What needs to be done
Taking the first line of the listing as the start and the line containing "under the identifier." as the end, reproduce everything in between exactly, both ends included.

Provided data

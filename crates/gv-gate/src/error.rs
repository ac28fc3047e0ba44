use gv_docs::DocsError;
use gv_types::CommunityId;

/// Errors from guarded document sequences.
#[derive(Debug, thiserror::Error)]
pub enum GateError {
    /// No document is registered under the identifier.
    #[error("unknown community {0}")]
    UnknownCommunity(CommunityId),

    /// The validation step refused the update; nothing was written.
    #[error("update of community {0} rejected by validation")]
    Rejected(CommunityId),

    /// The community is already registered.
    #[error("community {0} already exists")]
    AlreadyExists(CommunityId),

    /// Reload or flush of the local backing failed.
    #[error("document store error: {0}")]
    Docs(#[from] DocsError),
}

pub type GateResult<T> = Result<T, GateError>;
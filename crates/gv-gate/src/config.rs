use std::time::Duration;

use serde::{Deserialize, Serialize};

/// Configuration for the exclusivity gate.
#[derive(Clone, Debug, Serialize, Deserialize)]
pub struct GateConfig {
    /// Holding the gate longer than this logs a warning on release.
    /// Holds span remote store round-trips, so this is generous.
    pub hold_warning: Duration,
}

impl Default for GateConfig {
    fn default() -> Self {
        Self {
            hold_warning: Duration::from_secs(30),
        }
    }
}
use gv_types::{ContentAddress, TypeError};

/// Errors from bundle store operations.
#[derive(Debug, thiserror::Error)]
pub enum StoreError {
    /// The upload listing could not be produced.
    #[error("listing failed: {0}")]
    Listing(String),

    /// A bundle submission was not committed.
    #[error("put failed: {0}")]
    Put(String),

    /// A bundle download failed before any content was returned.
    #[error("fetch of {address} failed: {reason}")]
    Fetch {
        address: ContentAddress,
        reason: String,
    },

    /// The bundle was fetched but reported not-ok by the store.
    #[error("bundle {0} is unavailable")]
    Unavailable(ContentAddress),

    /// The fetched files no longer hash to the bundle's address: the
    /// bundle is partial or cut short.
    #[error("bundle {address} is truncated (content hashes to {computed})")]
    Truncated {
        address: ContentAddress,
        computed: ContentAddress,
    },

    /// A blob's bytes are not valid UTF-8.
    #[error("blob {name} is not valid UTF-8")]
    Encoding { name: String },

    /// The configured credential does not match the store.
    #[error("access denied: {0}")]
    Unauthorized(String),

    /// Serialization or deserialization failure of store metadata.
    #[error("serialization error: {0}")]
    Serialization(String),

    #[error("invalid identifier: {0}")]
    Type(#[from] TypeError),

    /// I/O error from the underlying storage backend.
    #[error("I/O error: {0}")]
    Io(#[from] std::io::Error),
}

impl StoreError {
    /// Returns `true` if this error is the truncated-bundle signature.
    pub fn is_truncation(&self) -> bool {
        matches!(self, Self::Truncated { .. })
    }
}

/// Result alias for store operations.
pub type StoreResult<T> = Result<T, StoreError>;
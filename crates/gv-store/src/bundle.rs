use std::fmt;

use gv_types::{AddressHasher, ContentAddress};

use crate::error::{StoreError, StoreResult};

/// One named blob inside a snapshot bundle.
#[derive(Clone, PartialEq, Eq)]
pub struct BlobFile {
    pub name: String,
    pub data: Vec<u8>,
}

impl BlobFile {
    pub fn new(name: impl Into<String>, data: impl Into<Vec<u8>>) -> Self {
        Self {
            name: name.into(),
            data: data.into(),
        }
    }

    /// The blob's content as UTF-8 text.
    pub fn text(&self) -> StoreResult<&str> {
        std::str::from_utf8(&self.data).map_err(|_| StoreError::Encoding {
            name: self.name.clone(),
        })
    }

    pub fn len(&self) -> usize {
        self.data.len()
    }

    pub fn is_empty(&self) -> bool {
        self.data.is_empty()
    }
}

impl fmt::Debug for BlobFile {
    fn fmt(&self, f: &mut fmt::Formatter<'_>) -> fmt::Result {
        f.debug_struct("BlobFile")
            .field("name", &self.name)
            .field("len", &self.data.len())
            .finish()
    }
}

/// Compute the content address a set of files would be committed under.
pub fn address_of(files: &[BlobFile]) -> ContentAddress {
    AddressHasher::address_of(files.iter().map(|f| (f.name.as_str(), f.data.as_slice())))
}

/// Result of fetching a bundle by address.
///
/// Mirrors the store's response shape: an `ok` flag plus the files. The
/// files are only handed out after verifying they still hash to `address`.
#[derive(Clone, Debug)]
pub struct Bundle {
    address: ContentAddress,
    ok: bool,
    files: Vec<BlobFile>,
}

impl Bundle {
    /// A successfully fetched bundle.
    pub fn new(address: ContentAddress, files: Vec<BlobFile>) -> Self {
        Self {
            address,
            ok: true,
            files,
        }
    }

    /// A bundle the store answered for but could not serve.
    pub fn unavailable(address: ContentAddress) -> Self {
        Self {
            address,
            ok: false,
            files: Vec::new(),
        }
    }

    pub fn address(&self) -> ContentAddress {
        self.address
    }

    pub fn is_ok(&self) -> bool {
        self.ok
    }

    /// The bundle's files, integrity-checked against the address.
    ///
    /// Returns [`StoreError::Unavailable`] for a not-ok bundle and
    /// [`StoreError::Truncated`] when the content no longer matches.
    pub fn files(&self) -> StoreResult<&[BlobFile]> {
        if !self.ok {
            return Err(StoreError::Unavailable(self.address));
        }
        let computed = address_of(&self.files);
        if computed != self.address {
            return Err(StoreError::Truncated {
                address: self.address,
                computed,
            });
        }
        Ok(&self.files)
    }
}

#[cfg(test)]
mod tests {
    use super::*;

    fn sample() -> Vec<BlobFile> {
        vec![
            BlobFile::new("a.json", br#"{"x":1}"#.to_vec()),
            BlobFile::new("b.json", br#"{"y":2}"#.to_vec()),
        ]
    }

    #[test]
    fn intact_bundle_yields_files() {
        let files = sample();
        let bundle = Bundle::new(address_of(&files), files.clone());
        assert!(bundle.is_ok());
        assert_eq!(bundle.files().unwrap(), files.as_slice());
    }

    #[test]
    fn cut_short_bundle_is_truncated() {
        let files = sample();
        let address = address_of(&files);
        let mut cut = files;
        cut[1].data.truncate(3);
        let err = Bundle::new(address, cut).files().unwrap_err();
        assert!(err.is_truncation());
    }

    #[test]
    fn missing_file_is_truncated() {
        let files = sample();
        let address = address_of(&files);
        let err = Bundle::new(address, files[..1].to_vec()).files().unwrap_err();
        assert!(err.is_truncation());
    }

    #[test]
    fn unavailable_bundle_has_no_files() {
        let address = address_of(&sample());
        let bundle = Bundle::unavailable(address);
        assert!(!bundle.is_ok());
        assert!(matches!(bundle.files(), Err(StoreError::Unavailable(a)) if a == address));
    }

    #[test]
    fn text_rejects_invalid_utf8() {
        let file = BlobFile::new("bad.json", vec![0xff, 0xfe]);
        assert!(matches!(file.text(), Err(StoreError::Encoding { .. })));
        assert_eq!(BlobFile::new("ok.json", b"{}".to_vec()).text().unwrap(), "{}");
    }
}
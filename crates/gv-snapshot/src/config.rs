use std::time::Duration;

use serde::{Deserialize, Serialize};

/// Retry policy of the recovery loop.
#[derive(Clone, Debug, PartialEq, Eq, Serialize, Deserialize)]
pub struct SnapshotConfig {
    /// Pause before retrying after any non-truncation failure.
    pub retry_delay: Duration,
    /// Give up after this many attempts. `None` retries forever.
    pub max_attempts: Option<u32>,
}

impl SnapshotConfig {
    pub fn with_retry_delay(mut self, retry_delay: Duration) -> Self {
        self.retry_delay = retry_delay;
        self
    }

    pub fn with_max_attempts(mut self, max_attempts: u32) -> Self {
        self.max_attempts = Some(max_attempts);
        self
    }
}

impl Default for SnapshotConfig {
    fn default() -> Self {
        Self {
            retry_delay: Duration::from_secs(5),
            max_attempts: None,
        }
    }
}
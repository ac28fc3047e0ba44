use std::fmt;

/// Opaque access credential for a bundle store.
///
/// Injected by the hosting process and handed to the store backend as-is.
/// Never parsed or logged.
#[derive(Clone, PartialEq, Eq)]
pub struct StoreCredential(String);

impl StoreCredential {
    pub fn new(token: impl Into<String>) -> Self {
        Self(token.into())
    }

    /// Read the credential from an environment variable, if set and non-empty.
    pub fn from_env(var: &str) -> Option<Self> {
        std::env::var(var)
            .ok()
            .filter(|v| !v.is_empty())
            .map(Self)
    }

    pub fn expose(&self) -> &str {
        &self.0
    }
}

impl fmt::Debug for StoreCredential {
    fn fmt(&self, f: &mut fmt::Formatter<'_>) -> fmt::Result {
        f.write_str("StoreCredential(<redacted>)")
    }
}
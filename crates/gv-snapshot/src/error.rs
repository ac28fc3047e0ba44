use gv_docs::DocsError;
use gv_store::StoreError;
use gv_types::ContentAddress;

/// Category of a failed load attempt.
///
/// The recovery loop branches on this, never on message text.
#[derive(Clone, Copy, Debug, PartialEq, Eq, Hash)]
pub enum RecoveryErrorKind {
    /// Listing failed or returned fewer uploads than requested.
    Listing,
    /// The selected bundle could not be downloaded.
    Fetch,
    /// The downloaded bundle is partial or corrupt.
    Truncation,
    /// A blob is not valid JSON or not a valid community file.
    Parse,
    /// The local document backing failed.
    Local,
}

/// Errors from a single snapshot load attempt.
#[derive(Debug, thiserror::Error)]
pub enum RecoveryError {
    /// The listing call itself failed.
    #[error("listing uploads failed: {0}")]
    Listing(#[source] StoreError),

    /// The listing returned fewer uploads than the attempt needs.
    #[error("listing returned {found} uploads, need at least {needed}")]
    InsufficientHistory { needed: usize, found: usize },

    /// Download failed, or the store answered not-ok.
    #[error("fetching bundle {address} failed: {reason}")]
    Fetch {
        address: ContentAddress,
        reason: String,
    },

    /// The bundle no longer matches its content address.
    #[error("bundle {address} is truncated")]
    Truncated {
        address: ContentAddress,
        #[source]
        source: StoreError,
    },

    /// A blob could not be turned into a community document.
    #[error("blob {name} in bundle {address} is unreadable: {reason}")]
    Parse {
        address: ContentAddress,
        name: String,
        reason: String,
    },

    /// Flushing the recovered documents failed.
    #[error("local document store error: {0}")]
    Local(#[from] DocsError),
}

impl RecoveryError {
    pub fn kind(&self) -> RecoveryErrorKind {
        match self {
            Self::Listing(_) | Self::InsufficientHistory { .. } => RecoveryErrorKind::Listing,
            Self::Fetch { .. } => RecoveryErrorKind::Fetch,
            Self::Truncated { .. } => RecoveryErrorKind::Truncation,
            Self::Parse { .. } => RecoveryErrorKind::Parse,
            Self::Local(_) => RecoveryErrorKind::Local,
        }
    }

    /// Returns `true` if the next attempt should skip to the penultimate
    /// snapshot.
    pub fn is_truncation(&self) -> bool {
        self.kind() == RecoveryErrorKind::Truncation
    }

    /// Classify an error raised while fetching or unpacking `address`.
    pub(crate) fn from_fetch(address: ContentAddress, err: StoreError) -> Self {
        match err {
            e if e.is_truncation() => Self::Truncated { address, source: e },
            StoreError::Encoding { name } => Self::Parse {
                address,
                name,
                reason: "not valid UTF-8".into(),
            },
            e => Self::Fetch {
                address,
                reason: e.to_string(),
            },
        }
    }
}

/// Errors from a snapshot write.
///
/// [`SnapshotWriter::persist`](crate::SnapshotWriter::persist) logs these
/// and reports a boolean; they surface only through
/// [`try_persist`](crate::SnapshotWriter::try_persist).
#[derive(Debug, thiserror::Error)]
pub enum PersistError {
    #[error("local document store error: {0}")]
    Local(#[from] DocsError),

    #[error("serializing community {id}: {reason}")]
    Serialization { id: String, reason: String },

    #[error("bundle upload failed: {0}")]
    Store(#[from] StoreError),
}
use std::cmp::Ordering;
use std::fmt;

use chrono::{DateTime, Utc};
use serde::{Deserialize, Serialize};

use crate::address::ContentAddress;

/// One committed snapshot as reported by the remote store's listing.
///
/// Never cached locally: the remote store is the only source of truth for
/// which snapshots exist and in what order.
#[derive(Clone, Copy, Debug, PartialEq, Eq, Hash, Serialize, Deserialize)]
pub struct UploadRecord {
    pub content_address: ContentAddress,
    pub created_at: DateTime<Utc>,
}

impl UploadRecord {
    pub fn new(content_address: ContentAddress, created_at: DateTime<Utc>) -> Self {
        Self {
            content_address,
            created_at,
        }
    }

    /// Newest-first ordering.
    ///
    /// Later `created_at` sorts first. Equal timestamps fall back to the
    /// content address, larger first, so the order is total and stable
    /// across listings.
    pub fn recency_cmp(&self, other: &Self) -> Ordering {
        other
            .created_at
            .cmp(&self.created_at)
            .then_with(|| other.content_address.cmp(&self.content_address))
    }

    /// Sort a listing newest-first in place.
    pub fn sort_newest_first(records: &mut [UploadRecord]) {
        records.sort_by(Self::recency_cmp);
    }
}

impl fmt::Display for UploadRecord {
    fn fmt(&self, f: &mut fmt::Formatter<'_>) -> fmt::Result {
        write!(
            f,
            "{} @ {}",
            self.content_address.short_hex(),
            self.created_at.to_rfc3339()
        )
    }
}

#[cfg(test)]
mod tests {
    use super::*;
    use chrono::TimeZone;

    fn at(secs: i64, fill: u8) -> UploadRecord {
        UploadRecord::new(
            ContentAddress::from_hash([fill; 32]),
            Utc.timestamp_opt(secs, 0).unwrap(),
        )
    }

    #[test]
    fn newer_sorts_first() {
        let mut records = vec![at(10, 1), at(30, 2), at(20, 3)];
        UploadRecord::sort_newest_first(&mut records);
        let secs: Vec<i64> = records.iter().map(|r| r.created_at.timestamp()).collect();
        assert_eq!(secs, vec![30, 20, 10]);
    }

    #[test]
    fn equal_timestamps_break_on_address() {
        let mut records = vec![at(10, 1), at(10, 9), at(10, 5)];
        UploadRecord::sort_newest_first(&mut records);
        let fills: Vec<u8> = records.iter().map(|r| r.content_address.as_bytes()[0]).collect();
        assert_eq!(fills, vec![9, 5, 1]);
    }

    #[test]
    fn serde_roundtrip() {
        let record = at(1_700_000_000, 7);
        let json = serde_json::to_string(&record).unwrap();
        assert!(json.contains("content_address"));
        let parsed: UploadRecord = serde_json::from_str(&json).unwrap();
        assert_eq!(parsed, record);
    }
}
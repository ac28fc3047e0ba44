//! Exclusivity gate for Guild Vault.
//!
//! One lock for the whole process. Neither the document store nor the remote
//! bundle store offers transactions, so the gate is the only thing that makes
//! collaborator read-modify-write sequences and the snapshot protocol
//! serializable. All state-mutating work is therefore globally sequential.
//!
//! # Quick Start
//!
//! ```rust
//! use gv_docs::DocumentStore;
//! use gv_gate::ExclusivityGate;
//! use gv_types::CommunityId;
//! use serde_json::json;
//!
//! # tokio::runtime::Runtime::new().unwrap().block_on(async {
//! let gate = ExclusivityGate::new(DocumentStore::in_memory());
//! let id = CommunityId::new();
//! gate.insert(id.clone(), json!({"config": {}})).await.unwrap();
//! gate.update(&id, |_| true, |doc| doc["config"]["captchaSteps"] = json!(3))
//!     .await
//!     .unwrap();
//! # });
//! ```

pub mod config;
pub mod error;
pub mod gate;

pub use config::GateConfig;
pub use error::{GateError, GateResult};
pub use gate::{ExclusivityGate, GateGuard};
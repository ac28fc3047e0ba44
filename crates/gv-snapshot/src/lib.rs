//! Snapshot protocol for Guild Vault.
//!
//! Treats a content-addressed bundle store as the durable backing of the
//! in-memory document store:
//!
//! - [`SnapshotWriter::persist`] bundles every community document as
//!   `{id}.json` and commits it. Failures are logged and reported as `false`.
//! - [`SnapshotReader::load`] installs the most recent snapshot, or the
//!   penultimate one after a truncated bundle.
//! - [`Recovery`] is the boot-time retry loop around `load`.
//! - [`Vault`] ties these to one [`ExclusivityGate`](gv_gate::ExclusivityGate)
//!   and is the context handed to the hosting process.
//!
//! Every operation runs inside the gate, including its network calls.

pub mod config;
pub mod error;
pub mod reader;
pub mod recovery;
pub mod vault;
pub mod writer;

pub use config::SnapshotConfig;
pub use error::{PersistError, RecoveryError, RecoveryErrorKind};
pub use reader::{parse_bundle, SnapshotReader};
pub use recovery::{Recovery, Sleeper, TokioSleeper};
pub use vault::Vault;
pub use writer::{bundle_documents, SnapshotWriter};
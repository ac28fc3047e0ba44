use std::sync::Arc;

use gv_docs::DocumentStore;
use gv_gate::ExclusivityGate;
use gv_store::{BlobFile, BlobStore};
use gv_types::ContentAddress;
use tracing::{debug, error, info};

use crate::error::PersistError;

/// Serializes the whole document store into one bundle and commits it.
pub struct SnapshotWriter<S> {
    gate: Arc<ExclusivityGate>,
    store: Arc<S>,
}

impl<S> Clone for SnapshotWriter<S> {
    fn clone(&self) -> Self {
        Self {
            gate: Arc::clone(&self.gate),
            store: Arc::clone(&self.store),
        }
    }
}

impl<S: BlobStore> SnapshotWriter<S> {
    pub fn new(gate: Arc<ExclusivityGate>, store: Arc<S>) -> Self {
        Self { gate, store }
    }

    /// Take one snapshot. Returns `false` on failure.
    ///
    /// Failures are logged and swallowed: the next periodic call is the
    /// retry. The document store is never modified.
    pub async fn persist(&self) -> bool {
        match self.try_persist().await {
            Ok(address) => {
                info!(address = %address.short_hex(), "snapshot committed");
                true
            }
            Err(e) => {
                error!(error = %e, "snapshot failed");
                false
            }
        }
    }

    /// Take one snapshot, returning the committed content address.
    ///
    /// Runs entirely inside the gate, across the upload round-trip.
    pub async fn try_persist(&self) -> Result<ContentAddress, PersistError> {
        let mut guard = self.gate.acquire().await;
        guard.reload()?;

        let files = bundle_documents(&guard)?;
        debug!(communities = files.len(), "uploading snapshot bundle");
        let address = self.store.put(files).await?;
        Ok(address)
    }
}

/// One `{id}.json` blob per community, ordered by file name.
pub fn bundle_documents(documents: &DocumentStore) -> Result<Vec<BlobFile>, PersistError> {
    let mut files = documents
        .entries()
        .map(|(id, document)| {
            let data = serde_json::to_vec(document).map_err(|e| PersistError::Serialization {
                id: id.to_string(),
                reason: e.to_string(),
            })?;
            Ok(BlobFile::new(id.file_name(), data))
        })
        .collect::<Result<Vec<_>, PersistError>>()?;
    files.sort_by(|a, b| a.name.cmp(&b.name));
    Ok(files)
}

Solution to this exercise
filename crates/gv-gate/src/error.rs
repository ac28fc3047e0ba44
use gv_docs::DocsError;
use gv_types::CommunityId;

/// Errors from guarded document sequences.
#[derive(Debug, thiserror::Error)]
pub enum GateError {
    /// No document is registered under the identifier.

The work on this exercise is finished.